Before login, lightdm starts the x-session without any prefernces, so I guess the prefered is always used. You could do some fiddling to set it:
https://askubuntu.com/questions/73804/wrong-login-screen-resolution
Why after login the cinnamon display manager doesn’t set the (saved) correct resolution, I don’t know, looks like some bug, maybe check with their developers.

Many thanks for the valuable information.
I understand now why the x value is set and I will investigate the link and see if that will give me any hints.
Just a couple of points:
When I turn on the computer from cold or from sleep, the monitor comes to life before the computer boots. The screen says ‘no data received’ as the computer is still booting but it also says ‘preferred screen resolution 1400x900’ and ‘selected screen resolution 1400 x 900’. I get the same message if I turn on the monitor without a data cable connected, therefore the monitor ‘knows’ what the ideal resolution should be.

In the log file, also included in the file I sent, there are numenous entries showing
98.815] (**) NVIDIA(0): Option “MetaModes” “1440x900_60 +0+0”

100.309] (II) NVIDIA(0): Validated MetaModes:
[ 100.309] (II) NVIDIA(0): “1440x900_60+0+0”
[ 100.309] (II) NVIDIA(0): Virtual screen size determined to be 1440 x 900

and
100.375] (II) NVIDIA(0): Setting mode “1440x900_60+0+0”

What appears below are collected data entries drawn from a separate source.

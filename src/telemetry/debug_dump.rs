//! Debug snapshot of the whole cache with token estimates

use std::collections::BTreeMap;

use chrono::{DateTime, Utc};
use serde::{Deserialize, Serialize};

use crate::cache::types::{BankContent, BankKey, content_size, estimate_tokens};

#[derive(Debug, Clone, PartialEq, Eq, Serialize, Deserialize)]
pub struct TokenMetrics {
    pub total_tokens: usize,
    pub bank_tokens: BTreeMap<String, usize>,
    pub timestamp: DateTime<Utc>,
}

/// `{cache, metrics}` document written to the debug dump path
#[derive(Debug, Clone, PartialEq, Eq, Serialize, Deserialize)]
pub struct DebugSnapshot {
    pub cache: BTreeMap<String, BankContent>,
    pub metrics: TokenMetrics,
}

impl DebugSnapshot {
    pub fn capture<'a>(banks: impl IntoIterator<Item = (&'a BankKey, &'a BankContent)>) -> Self {
        let mut cache = BTreeMap::new();
        let mut bank_tokens = BTreeMap::new();
        let mut total_tokens = 0;
        for (key, content) in banks {
            let tokens = estimate_tokens(content_size(content));
            total_tokens += tokens;
            bank_tokens.insert(key.to_string(), tokens);
            cache.insert(key.to_string(), content.clone());
        }
        Self {
            cache,
            metrics: TokenMetrics {
                total_tokens,
                bank_tokens,
                timestamp: Utc::now(),
            },
        }
    }
}

#[cfg(test)]
mod tests {
    use super::*;
    use crate::cache::types::BankType;

    #[test]
    fn snapshot_counts_tokens_per_bank() {
        let mut content = BankContent::new();
        content.insert("readme.md".into(), "a".repeat(100));
        let key = BankKey::new(BankType::Code, "repo");

        let snapshot = DebugSnapshot::capture([(&key, &content)]);
        assert_eq!(snapshot.metrics.total_tokens, 25);
        assert_eq!(snapshot.metrics.bank_tokens["code:repo"], 25);

        let json = serde_json::to_value(&snapshot).unwrap();
        assert_eq!(json["cache"]["code:repo"]["readme.md"].as_str().unwrap().len(), 100);
    }
}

The (**) I believe indicate that the resolution is read from a config file.
The (II) I read as being informational only.

Then further down I see
[ 110.752] (II) NVIDIA(0): Setting mode “NULL”
[ 110.798] (II) NVIDIA(0): Setting mode “DP-0: nvidia-auto-select @1024x768 +0+0 {ViewPortIn=1024x768, ViewPortOut=1024x768+0+0}”
Which is strange?

Incidentally, I get the same entries in the debian xorg.log file. Something is not being read or interpreted correctly. The problem is that most of my distros are Debian based and are likely to give the same results. When I get time and a free disk I will experiment with a Red Hat derivative and see if that makes any difference.

Again, many thanks for your help.

Just a follow-up on this.
I made a fresh install of Rocky Linux and then I installed the Nvidia drivers following their tutorial. Everything installed perfectly and I was able to change the resolution. This change IS preserved across reboots, as you would expect.
The xorg.log file is very similar to Debian/Mint with the exception being there are no entries that mention 1024x768. Rocky 8.5 has the Gnome desktop.
It would appear to be either a Debian or Cinnamon issue.

@generix @aplattner
Solved!
I purchased a DVI cable and used that port instead of the DP - VGA cable I was using and the Nvidia driver reads both the name and the correct 1400x900 resolution. Obviously it couldn’t get the info through the other cable. With my other monitor it is a straight HDMI cable and I have never had problems with that.